↓↓↓

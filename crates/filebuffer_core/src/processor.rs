//! Element processors: observers notified of every added element.

use crate::error::ProcessorError;
use std::sync::atomic::{AtomicU64, Ordering};

/// Observer invoked with every element successfully added to a buffer.
///
/// Processors run after the element is persisted and while the buffer's
/// lock is held, so they see elements in add order. They cannot change what
/// was stored. Returning an error makes the `add`/`add_all` call that
/// triggered it fail with [`crate::BufferError::Processor`]; the element is
/// still stored, and processors after the failing one are not called.
///
/// # Reentrancy
///
/// The buffer's lock is reentrant and processors are invoked from a
/// snapshot of the registered list. A processor may therefore call back
/// into the buffer that notified it: read with `len`, `get` or `iter`,
/// replace the processors, or even `add`. A nested `add` notifies the
/// current processors again, recursively, before the outer call returns.
/// Other threads block on the buffer until the outermost call finishes.
pub trait ElementProcessor<T>: Send + Sync {
    /// Called once for an element added with `add`.
    fn process_element(&self, element: &T) -> Result<(), ProcessorError>;

    /// Called once for a batch added with `add_all`.
    ///
    /// Defaults to calling [`ElementProcessor::process_element`] for each
    /// element.
    fn process_elements(&self, elements: &[T]) -> Result<(), ProcessorError> {
        elements.iter().try_for_each(|e| self.process_element(e))
    }
}

/// Processor that counts added elements.
#[derive(Debug, Default)]
pub struct ElementCounter {
    count: AtomicU64,
}

impl ElementCounter {
    /// Creates a counter starting at zero.
    #[must_use]
    pub fn new() -> Self {
        Self::default()
    }

    /// Number of elements seen so far.
    #[must_use]
    pub fn count(&self) -> u64 {
        self.count.load(Ordering::Relaxed)
    }
}

impl<T> ElementProcessor<T> for ElementCounter {
    fn process_element(&self, _element: &T) -> Result<(), ProcessorError> {
        self.count.fetch_add(1, Ordering::Relaxed);
        Ok(())
    }

    fn process_elements(&self, elements: &[T]) -> Result<(), ProcessorError> {
        self.count.fetch_add(elements.len() as u64, Ordering::Relaxed);
        Ok(())
    }
}
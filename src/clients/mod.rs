pub mod http_fetcher;
pub mod llm_client;

pub use http_fetcher::HttpFetcher;
pub use llm_client::LlmClient;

↑↑↑

▶ [YOUR GOAL]
Among the records, find every line with the word "that" and copy it.

▶ [RESULT OF THIS TASK]
/// was stored. Returning an error makes the `add`/`add_all` call that
/// into the buffer that notified it: read with `len`, `get` or `iter`,
/// Processor that counts added elements.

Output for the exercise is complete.